Her husband Ben, 27, cradled the newborn as he died and later had to break the heartbreaking news to his wife that he had died.
She said: ‘I broke down when they brought him to me. I tried to dress him and his limbs were so rigid – it was no wonder he had never moved or I had never felt a kick. I wanted to know how they could have missed it for so long.
‘I had repeatedly told them something was wrong with my baby. They should have listened. ‘
Her son was buried next to the baby Lucy had lost at 17 weeks.
She then set about seeking answers from the hospital.
‘I wanted to express what they had put me and my family through by ignoring my fears for so long.’
In a letter to the family, the general manager of the hospital explained the baby’s condition might have been missed because it only became noticeable in the later stages of pregnancy.
But Lucy disputes this: ‘I begged them to listen to me from 20 weeks but it was easier to dismiss me as paranoid.’
The letter from the general manager also apologised for this and said: ‘I apologise that you were made to feel that you were paranoid; this is unacceptable and the members of staff that you refer to in your letter have been seen … and their attitude and behaviour addressed.’

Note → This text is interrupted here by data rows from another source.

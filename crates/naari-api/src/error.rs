use thiserror::Error;

/// Top-level error type for the `naari-api` crate.
///
/// Splits failures into the two classes the retry engine cares about:
/// transient ones (network, timeout, HTTP >= 400) and terminal ones
/// (malformed JSON on a 2xx, bad address). `naari-core` maps these into
/// user-facing diagnostics.
#[derive(Debug, Error)]
pub enum Error {
    // ── Transport ───────────────────────────────────────────────────
    /// HTTP transport error (connection refused, DNS failure, timeout, etc.)
    #[error("HTTP transport error: {0}")]
    Transport(#[from] reqwest::Error),

    /// Device address could not be turned into a URL.
    #[error("Invalid URL: {0}")]
    InvalidUrl(#[from] url::ParseError),

    /// Building the underlying `reqwest::Client` failed.
    #[error("Failed to build HTTP client: {0}")]
    ClientBuild(String),

    // ── Device responses ────────────────────────────────────────────
    /// Device answered with an HTTP status >= 400.
    #[error("HTTP {status} from {url}")]
    Status { url: String, status: u16 },

    /// Device answered 2xx but the body was not valid JSON.
    #[error("Invalid JSON from {url}: {message}")]
    InvalidJson {
        url: String,
        message: String,
        body: String,
    },

    // ── Retry ───────────────────────────────────────────────────────
    /// Every attempt of one logical request failed with a transient error.
    #[error("Request to {address} failed after {attempts} attempts: {last}")]
    RetryExhausted {
        address: String,
        attempts: u32,
        #[source]
        last: Box<Error>,
    },
}

impl Error {
    /// Returns `true` if this is a transient error worth retrying.
    ///
    /// Timeouts, connection failures and HTTP statuses >= 400 are all
    /// retried alike. A 2xx with an unparseable body is not.
    pub fn is_transient(&self) -> bool {
        match self {
            Self::Transport(e) => !e.is_builder(),
            Self::Status { .. } => true,
            _ => false,
        }
    }

    /// Returns `true` if a device responded but the payload was malformed.
    pub fn is_invalid_response(&self) -> bool {
        matches!(self, Self::InvalidJson { .. })
    }

    /// HTTP status carried by this error, if any.
    pub fn status(&self) -> Option<u16> {
        match self {
            Self::Status { status, .. } => Some(*status),
            Self::Transport(e) => e.status().map(|s| s.as_u16()),
            Self::RetryExhausted { last, .. } => last.status(),
            _ => None,
        }
    }

    /// Number of attempts made, for retry-exhausted errors.
    pub fn attempts(&self) -> Option<u32> {
        match self {
            Self::RetryExhausted { attempts, .. } => Some(*attempts),
            _ => None,
        }
    }
}

#[cfg(test)]
mod tests {
    use super::*;

    #[test]
    fn status_errors_are_transient() {
        let err = Error::Status {
            url: "http://10.0.0.2/json".into(),
            status: 503,
        };
        assert!(err.is_transient());
        assert_eq!(err.status(), Some(503));
    }

    #[test]
    fn invalid_json_is_terminal() {
        let err = Error::InvalidJson {
            url: "http://10.0.0.2/json".into(),
            message: "expected value at line 1 column 1".into(),
            body: "<html>".into(),
        };
        assert!(!err.is_transient());
        assert!(err.is_invalid_response());
    }

    #[test]
    fn exhausted_reports_last_status() {
        let err = Error::RetryExhausted {
            address: "10.0.0.2".into(),
            attempts: 3,
            last: Box::new(Error::Status {
                url: "http://10.0.0.2/json".into(),
                status: 500,
            }),
        };
        assert!(!err.is_transient());
        assert_eq!(err.attempts(), Some(3));
        assert_eq!(err.status(), Some(500));
        assert!(err.to_string().contains("after 3 attempts"));
    }
}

The letter went on : ‘Any comments made during the scan would have had the intention of reassurance. It was inappropriate that the sonographer suggested your baby was “lazy”. This has been addressed with her.’
The hospital has also issued the following statement.
Chris Wilkinson, director of care quality and chief nurse at Peterborough and Stamford Hospitals NHS Foundation Trust, said: ‘Firstly, the Trust would like to offer our most sincere condolences to the Copland family at this sad time.
‘It is not appropriate to comment specifically about Lucy Copland’s experience, however the concerns of Mrs Copland were raised through the Trust’s formal complaints system.
‘We have completed a full investigation followed by a meeting with the family to present our findings.
‘The Trust will continue to offer its guidance to the family should they need any further advice.’